Making Tax Digital (MTD) – Where Are We Now?

Posted on 14th July 2017

Making Tax Digital (MTD)

For those of you who haven’t seen the press or read our newsletters, Making Tax Digital (MTD) is the most fundamental change to the administration of the UK tax system for a generation, revolutionising the way in which businesses, landlords, individuals and tax agents interact with HMRC.  

  • Under MTD HMRC aims to join up its internal systems and so create one account for each taxpayer, for all their different taxes within HMRC.
  • Via their ‘digital account’ taxpayers will be able to view all their payments, and offset over-payments in one tax against underpayments in others.
  • MTD imposes new quarterly filing and potentially payment obligations for businesses and landlords.
  • The first phase of MTD affects small unincorporated businesses and landlords.
  • The second phase is for VAT
  • The third phase will affect companies, although not until 2020.
  • A new late filing and payment penalty system will eventually apply to quarterly returns and annual declarations.

Accounts and tax returns?  Although HMRC claims that the annual tax return will go, businesses will still need to prepare year end accounts in order to reconcile their quarterly payments and claim various reliefs and make accounting adjustments.

They will be required to file a year end declaration, instead of a Self Assessment (SA) return/ Corporation Tax (CT) return.

The key difference between the year end declaration and a tax return, other than in name, appears to be that HMRC will pre-populate some of the return figures, e.g. bank interest, income from employment, pensions, etc.

For the self employed, it is assumed that HMRC might attempt to pre-populate the year-end declaration with data submitted in the quarterly return figures.

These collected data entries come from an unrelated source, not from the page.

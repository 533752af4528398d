//! Item system: types, equipment, generation, and scoring.

pub mod equipment;
pub mod generation;
pub mod names;
pub mod scoring;
pub mod types;

pub use equipment::*;
pub use generation::*;
pub use scoring::*;
pub use types::*;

As it is already the case with VAT, a businesses will still need to reconcile their quarterly returns to their year-end accounts and so all must reconcile to the end of year declaration.

All taxpayers will need to check that pre-populated data is correct. Businesses that do not use smartphones, software or computers may be obliged to do so.

HMRC will be providing free software. MTD is likely to be expensive for many micro and small businesses. Some 2 million businesses are not represented by agents and they will have to learn the new systems.

Exemptions: To Be Announced, it is already indicated that some 1.3 nano businesses (turnover below £10k) will be exempt from the new regime. They may be brought into the regime later.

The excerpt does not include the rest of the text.